Telomeres are repetitive DNA sequences located at the ends of each chromosome in the human genome. They act as protective caps that maintain the integrity of the genome. Significantly, telomeres ensure proper cell division and prevent the formation of genomic aberrations that may lead to disease.

During cell division, the cellular genome should be accurately replicated to produce an identical copy of the genome. Properly functioning telomeres contribute to this process by regulating chromosomal organization to prevent random interactions between the chromosomes or regions of chromosomes.

Progressive shortening of telomeres leads to growth arrest and cell death in normal cells. “Telomeres dysfunction” is commonly seen in cancer cells where critically short telomeres do not trigger cell death. Moreover, telomere dysfunction is characterized by an altered 3D organization of the telomeres, often associated with telomeric aggregates, altered numbers and lengths of individual telomeres.

Telomere dysfunction triggers the formation of a variety of genetic modifications including recombination, fusions, and translocations; leading to ongoing and dynamic genomic instability (“GI”).

GI is a process where the cellular genome undergoes uncontrolled modifications during each cell division, and may cause the cell to escape natural programed cell death leading to genetic diseases including cancer.

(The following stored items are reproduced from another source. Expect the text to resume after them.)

use ratatui::{
    layout::{Alignment, Constraint, Direction, Layout, Margin},
    style::{Color, Modifier, Style},
    text::{Line as TextLine, Span, Text},
    widgets::{Block, Borders, Paragraph, Wrap},
    Frame,
};

use crate::app::App;

/// Upper bound for the intro scroll offset; roughly the content height.
pub const INTRO_MAX_SCROLL: u16 = 24;

const INTRO_LINES: &[&str] = &[
    "",
    "Cities breathe through their green spaces. Parks, riverside strips",
    "and pocket gardens cool the streets around them, absorb stormwater",
    "and give neighbourhoods room to slow down.",
    "",
    "Greenmap visualizes that green infrastructure for central Hangzhou.",
    "The map combines three layers:",
    "",
    "  * the road network, for orientation,",
    "  * NDVI sample points, colored from bare-soil brown to dense-canopy",
    "    green by their vegetation index,",
    "  * greenspace polygons from OpenStreetMap, each one selectable.",
    "",
    "NDVI (Normalized Difference Vegetation Index) condenses satellite",
    "imagery into a single 0-to-1 score per sample point: the greener the",
    "dot, the denser the vegetation it measured.",
    "",
    "Hover a greenspace to highlight it and see its name. Click it (or",
    "Tab to it and press Enter) to open the evaluation panel, read what",
    "others wrote about the place, and leave your own evaluation.",
    "",
    "Evaluations are stored by the greenmap server; start it alongside",
    "this viewer or point GREENMAP_SERVER_URL at a running instance.",
    "",
];

pub fn render_intro(app: &App, f: &mut Frame<'_>) {
    let chunks = Layout::default()
        .direction(Direction::Vertical)
        .constraints([
            Constraint::Length(5),
            Constraint::Min(5),
            Constraint::Length(1),
        ])
        .split(f.area().inner(Margin::new(2, 1)));

    let title_block = Block::default()
        .borders(Borders::ALL)
        .border_style(Style::default().fg(Color::Green));
    let title = Paragraph::new(Text::from(vec![
        TextLine::from(Span::styled(
            "G R E E N M A P",
            Style::default()
                .fg(Color::Green)
                .add_modifier(Modifier::BOLD),
        )),
        TextLine::from(Span::styled(
            "Urban greenspace & NDVI viewer",
            Style::default().fg(Color::White),
        )),
        TextLine::from(Span::styled(
            "Hangzhou study area",
            Style::default().fg(Color::Gray),
        )),
    ]))
    .alignment(Alignment::Center)
    .block(title_block);
    f.render_widget(title, chunks[0]);

    let body_lines = INTRO_LINES
        .iter()
        .map(|line| TextLine::from(*line))
        .collect::<Vec<_>>();
    let body = Paragraph::new(Text::from(body_lines))
        .block(
            Block::default()
                .title(" About ")
                .borders(Borders::ALL)
                .border_style(Style::default().fg(Color::DarkGray)),
        )
        .wrap(Wrap { trim: false })
        .scroll((app.intro_scroll, 0));
    f.render_widget(body, chunks[1]);

    let hint = TextLine::from(vec![
        Span::styled(
            "↑/↓",
            Style::default()
                .fg(Color::Yellow)
                .add_modifier(Modifier::BOLD),
        ),
        Span::styled(": Scroll | ", Style::default().fg(Color::Gray)),
        Span::styled(
            "Enter",
            Style::default()
                .fg(Color::Yellow)
                .add_modifier(Modifier::BOLD),
        ),
        Span::styled(": Open map | ", Style::default().fg(Color::Gray)),
        Span::styled(
            "q",
            Style::default()
                .fg(Color::Yellow)
                .add_modifier(Modifier::BOLD),
        ),
        Span::styled(": Quit", Style::default().fg(Color::Gray)),
    ]);
    f.render_widget(Paragraph::new(hint).alignment(Alignment::Center), chunks[2]);
}
pub mod migrations;
pub mod models;
pub mod queries;

pub use migrations::{create_database_pool, setup_database};
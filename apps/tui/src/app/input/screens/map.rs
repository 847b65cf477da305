use crossterm::event::{KeyCode, MouseButton, MouseEvent, MouseEventKind};
use ratatui::layout::Rect;

use crate::app::state::{App, AppScreen, Effect};
use crate::ui::screens::map::layout;

pub fn handle_map_input(app: &mut App, key: KeyCode) -> Option<Effect> {
    if app.show_help {
        if matches!(key, KeyCode::Esc | KeyCode::F(1) | KeyCode::Char('?')) {
            app.show_help = false;
        }
        return None;
    }

    if app.selected.is_some() {
        return handle_panel_input(app, key);
    }

    match key {
        KeyCode::Tab => {
            app.focus_next();
            None
        }
        KeyCode::BackTab => {
            app.focus_prev();
            None
        }
        KeyCode::Enter => app.focused.and_then(|index| app.select_greenspace(index)),
        KeyCode::Left => {
            app.viewport.pan(-0.1, 0.0);
            None
        }
        KeyCode::Right => {
            app.viewport.pan(0.1, 0.0);
            None
        }
        KeyCode::Up => {
            app.viewport.pan(0.0, 0.1);
            None
        }
        KeyCode::Down => {
            app.viewport.pan(0.0, -0.1);
            None
        }
        KeyCode::Char('+' | '=') => {
            app.viewport.zoom(0.8);
            None
        }
        KeyCode::Char('-') => {
            app.viewport.zoom(1.25);
            None
        }
        KeyCode::Char('i') => {
            app.screen = AppScreen::Intro;
            None
        }
        KeyCode::Char('?') | KeyCode::F(1) => {
            app.show_help = true;
            None
        }
        KeyCode::Esc => {
            app.status_message.clear();
            None
        }
        KeyCode::Char('q') => {
            app.running = false;
            None
        }
        _ => None,
    }
}

/// Key handling while the evaluation panel is open: printable keys feed
/// the draft, Enter submits, Esc dismisses (notification first, then the
/// selection itself).
fn handle_panel_input(app: &mut App, key: KeyCode) -> Option<Effect> {
    match key {
        KeyCode::Esc => {
            if app.status_message.is_empty() {
                app.dismiss_selection();
            } else {
                app.status_message.clear();
            }
            None
        }
        KeyCode::Enter => app.submit_draft(),
        KeyCode::Backspace => {
            app.draft.pop();
            None
        }
        KeyCode::Tab => {
            app.focus_next();
            None
        }
        KeyCode::BackTab => {
            app.focus_prev();
            None
        }
        KeyCode::Char(c) => {
            app.draft.push(c);
            None
        }
        _ => None,
    }
}

pub fn handle_map_mouse(
    app: &mut App,
    event: MouseEvent,
    terminal_area: Rect,
) -> Option<Effect> {
    if app.screen != AppScreen::Map || app.show_help {
        return None;
    }

    let map_inner = layout(terminal_area, app.selected.is_some()).map_inner();

    match event.kind {
        MouseEventKind::Moved => {
            app.update_hover(hit_test(app, map_inner, event.column, event.row));
            app.hovered_ndvi = nearest_ndvi(app, map_inner, event.column, event.row);
            None
        }
        MouseEventKind::Down(MouseButton::Left) => {
            hit_test(app, map_inner, event.column, event.row)
                .and_then(|index| app.select_greenspace(index))
        }
        MouseEventKind::ScrollUp => {
            app.viewport.zoom(0.8);
            None
        }
        MouseEventKind::ScrollDown => {
            app.viewport.zoom(1.25);
            None
        }
        _ => None,
    }
}

/// Resolves the greenspace under a terminal cell. Later features win when
/// polygons overlap, matching paint order.
fn hit_test(app: &App, map_inner: Rect, column: u16, row: u16) -> Option<usize> {
    let layers = app.layers.as_ref()?;
    let (lon, lat) = app.viewport.cell_to_lonlat(map_inner, column, row)?;
    layers
        .greenspaces
        .iter()
        .rposition(|greenspace| greenspace.contains(lon, lat))
}

/// NDVI sample close to the pointer, for the status readout.
fn nearest_ndvi(app: &App, map_inner: Rect, column: u16, row: u16) -> Option<f64> {
    let layers = app.layers.as_ref()?;
    let (lon, lat) = app.viewport.cell_to_lonlat(map_inner, column, row)?;
    let threshold = app.viewport.lon_span() * 0.02;

    let mut best: Option<(f64, f64)> = None;
    for point in &layers.points {
        let dx = point.lon - lon;
        let dy = point.lat - lat;
        let distance = dx.hypot(dy);
        if distance <= threshold && best.map_or(true, |(d, _)| distance < d) {
            best = Some((distance, point.value));
        }
    }
    best.map(|(_, value)| value)
}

GI by nature is an uncontrolled process; it may vary from cell to cell, from cancer to cancer and from one patient to another. This variability leads to what is known as disease heterogeneity, a hallmark in cancer.

In order to tailor treatments for individual patients over the course of their disease, diagnostic and prognostic tools must account for cellular heterogeneity and the evolving nature of proliferative disease. This can be achieved with technologies that employ single cell analysis of circulating tumor cells that are typically isolated using liquid biopsies.

Telo Genomics’ platform technology, TeloView®, is conducted on sample single cells; it can account for disease heterogeneity and also reduces the sample size needed to reach highly predictive powers in clinical studies.